- Born: Kenilworth, Cape Town, South Africa
- Education: University of Cape Town
- Organization(s): African National Congress, uMkhonto weSizwe

= Shirley Gunn =

South African activist (born 1955)

Shirley Gunn (born 9 May 1955) is a South African former anti-apartheid activist and Umkhonto we Sizwe (MK) member who was falsely accused of the Khotso House bombings in 1998.

==Early life and political activism==
Gunn was born the youngest of five children in the Cape Town suburb of Kenilworth. Her father was a doctor and her mother a nurse. She attended a convent school from age 5 to 18. In 1966 and 1967, Gunn accompanied her mother to various poor communities in Cape Town. From age 17, Gunn assisted her brother who was a doctor at a clinic in Hermanus. Disillusioned by apartheid, she left nursing in 1976 and enrolled at the University of Cape Town (UCT) for a degree in social work.

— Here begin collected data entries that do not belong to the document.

#![forbid(unsafe_code)]

//! Scrolling text area over a [`PixelSurface`].
//!
//! The text area starts `margin` rows below the top of the surface and ends
//! `margin` rows above the bottom. It holds [`ViewportState::max_lines`]
//! slots of `line_pitch` rows each; new blocks are appended below the
//! occupied slots.
//!
//! When a block does not fit, the oldest lines are discarded by moving the
//! surviving rows up in place and clearing everything below them. A block
//! taller than the whole area is dropped without touching the surface.

use tracing::{debug, warn};

use crate::surface::PixelSurface;

/// What [`ViewportState::prepare`] decided for a block.
#[derive(Debug, Clone, Copy, PartialEq, Eq)]
pub enum AppendPlan {
    /// The block fits below the occupied lines; draw its top at `y`.
    Fits { y: usize },
    /// `discarded` old lines were scrolled out first; draw at `y`.
    Scrolled { y: usize, discarded: usize },
    /// The block is taller than the whole text area and was skipped.
    Dropped,
}

#[derive(Debug, Clone, Copy, PartialEq, Eq, Default)]
pub struct ViewportState {
    start_y: usize,
    line_pitch: usize,
    max_lines: usize,
    occupied: usize,
}

impl ViewportState {
    /// Derive the text area for a surface `surface_height` rows tall.
    ///
    /// A zero `line_pitch`, or margins that leave no room, give a capacity of
    /// zero lines; every non-empty append is then dropped.
    #[must_use]
    pub fn new(surface_height: usize, line_pitch: usize, margin: usize) -> Self {
        let usable = surface_height.saturating_sub(margin.saturating_mul(2));
        let max_lines = usable.checked_div(line_pitch).unwrap_or(0);
        debug!(surface_height, line_pitch, margin, max_lines, "viewport derived");
        Self {
            start_y: margin,
            line_pitch,
            max_lines,
            occupied: 0,
        }
    }

    /// First pixel row of the text area.
    #[must_use]
    pub fn start_y(&self) -> usize {
        self.start_y
    }

    #[must_use]
    pub fn line_pitch(&self) -> usize {
        self.line_pitch
    }

    /// Capacity in lines.
    #[must_use]
    pub fn max_lines(&self) -> usize {
        self.max_lines
    }

    /// Lines currently holding content.
    #[must_use]
    pub fn occupied(&self) -> usize {
        self.occupied
    }

    /// Make room for a block of `lines` lines, scrolling `surface` if needed.
    ///
    /// On [`AppendPlan::Fits`] and [`AppendPlan::Scrolled`] the caller draws
    /// the block at the returned row and then calls [`commit`](Self::commit).
    pub fn prepare(&mut self, lines: usize, surface: &mut PixelSurface) -> AppendPlan {
        if self.occupied.saturating_add(lines) <= self.max_lines {
            return AppendPlan::Fits { y: self.cursor_y() };
        }
        if lines > self.max_lines {
            warn!(
                lines,
                max_lines = self.max_lines,
                "block taller than viewport, dropped"
            );
            return AppendPlan::Dropped;
        }

        let discarded = lines.min(self.occupied);
        let kept = self.occupied - discarded;
        let pitch = self.line_pitch;
        surface.move_rows(
            self.start_y + discarded * pitch,
            self.start_y,
            kept * pitch,
        );
        let area_end = self.start_y + self.max_lines * pitch;
        let clear_from = self.start_y + kept * pitch;
        surface.clear_rows(clear_from, area_end - clear_from);
        self.occupied = kept;

        debug!(discarded, kept, "viewport scrolled");
        AppendPlan::Scrolled {
            y: self.cursor_y(),
            discarded,
        }
    }

    /// Record that `lines` lines were drawn at the prepared position.
    pub fn commit(&mut self, lines: usize) {
        self.occupied = self.occupied.saturating_add(lines).min(self.max_lines);
    }

    /// Forget all content. The surface is not touched.
    pub fn reset(&mut self) {
        self.occupied = 0;
    }

    fn cursor_y(&self) -> usize {
        self.start_y + self.occupied * self.line_pitch
    }
}

#[cfg(test)]
mod tests {
    use super::*;
    use crate::surface::PixelFormat;
    use tracing_test::traced_test;

    // 1px wide, 2-row pitch, 2-row margin, 5 lines: rows 2..12 of 14.
    fn area() -> (ViewportState, PixelSurface) {
        let viewport = ViewportState::new(14, 2, 2);
        let surface = PixelSurface::new(1, 14, 1, PixelFormat::Rgb565).expect("surface");
        (viewport, surface)
    }

    /// Tag every row of line slot `line` with `tag`.
    fn fill_line(viewport: &ViewportState, surface: &mut PixelSurface, line: usize, tag: u8) {
        let y = viewport.start_y() + line * viewport.line_pitch();
        for row in y..y + viewport.line_pitch() {
            surface.data_mut()[row * 2] = tag;
        }
    }

    fn line_tags(surface: &PixelSurface) -> Vec<u8> {
        (0..surface.height()).map(|y| surface.data()[y * 2]).collect()
    }

    #[test]
    fn capacity_excludes_both_margins() {
        let (viewport, _) = area();
        assert_eq!(viewport.max_lines(), 5);
        assert_eq!(viewport.start_y(), 2);
        assert_eq!(ViewportState::new(10, 0, 0).max_lines(), 0);
        assert_eq!(ViewportState::new(10, 3, 6).max_lines(), 0);
    }

    #[test]
    fn appends_stack_below_each_other() {
        let (mut viewport, mut surface) = area();
        assert_eq!(viewport.prepare(2, &mut surface), AppendPlan::Fits { y: 2 });
        viewport.commit(2);
        assert_eq!(viewport.prepare(3, &mut surface), AppendPlan::Fits { y: 6 });
        viewport.commit(3);
        assert_eq!(viewport.occupied(), 5);
    }

    #[test]
    fn overflow_scrolls_out_the_oldest_lines() {
        let (mut viewport, mut surface) = area();
        for line in 0..4 {
            fill_line(&viewport, &mut surface, line, line as u8 + 1);
        }
        viewport.commit(4);

        let plan = viewport.prepare(3, &mut surface);
        assert_eq!(plan, AppendPlan::Scrolled { y: 4, discarded: 3 });
        assert_eq!(viewport.occupied(), 1);
        // Line 4 moved to slot 0; everything below it is cleared.
        assert_eq!(
            line_tags(&surface),
            [0, 0, 4, 4, 0, 0, 0, 0, 0, 0, 0, 0, 0, 0]
        );

        viewport.commit(3);
        assert_eq!(viewport.occupied(), 4);
    }

    #[test]
    fn block_taller_than_area_leaves_surface_untouched() {
        let (mut viewport, mut surface) = area();
        fill_line(&viewport, &mut surface, 0, 9);
        viewport.commit(1);
        let before = surface.clone();

        assert_eq!(viewport.prepare(6, &mut surface), AppendPlan::Dropped);
        assert_eq!(surface, before);
        assert_eq!(viewport.occupied(), 1);
    }

    #[test]
    #[traced_test]
    fn dropped_block_is_logged() {
        let (mut viewport, mut surface) = area();
        assert_eq!(viewport.prepare(9, &mut surface), AppendPlan::Dropped);
        assert!(logs_contain("block taller than viewport, dropped"));
        assert!(logs_contain("max_lines=5"));
    }

    #[test]
    fn margins_are_never_scrolled() {
        let (mut viewport, mut surface) = area();
        surface.data_mut()[0] = 0x77;
        surface.data_mut()[13 * 2] = 0x77;
        for line in 0..5 {
            fill_line(&viewport, &mut surface, line, 1);
        }
        viewport.commit(5);
        viewport.prepare(5, &mut surface);
        assert_eq!(surface.data()[0], 0x77);
        assert_eq!(surface.data()[13 * 2], 0x77);
        assert_eq!(viewport.occupied(), 0);
    }

    #[test]
    fn reset_forgets_content() {
        let (mut viewport, mut surface) = area();
        viewport.commit(3);
        viewport.reset();
        assert_eq!(viewport.prepare(1, &mut surface), AppendPlan::Fits { y: 2 });
    }
}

For her honours degree, Gunn was placed in Hout Bay to do community work. Here she joined the African National Congress (ANC) in 1980. She was recruited in the ANC's political underground activities where she helped develop militant strategies. Gunn was then assigned to coordinate the work of the Advice Offices in the Western Cape. While Gunn was still working with the Advice Offices, the first clothing workers’ union strike took place. Gunn mobilised the Advice Offices to support the strike, while simultaneously receiving military training.

==Arrests==
In 1984, Gunn was recruited into the MK by Leon Meyer. As a result of her anti-apartheid activity, she was arrested by the security police in 1985 and detained at Pollsmoor Prison for more than three months. Gunn's release was secured when Dullah Omar represented her in her trial, but she was placed under surveillance and was continuously harassed by security police. She was subsequently exiled to Botswana.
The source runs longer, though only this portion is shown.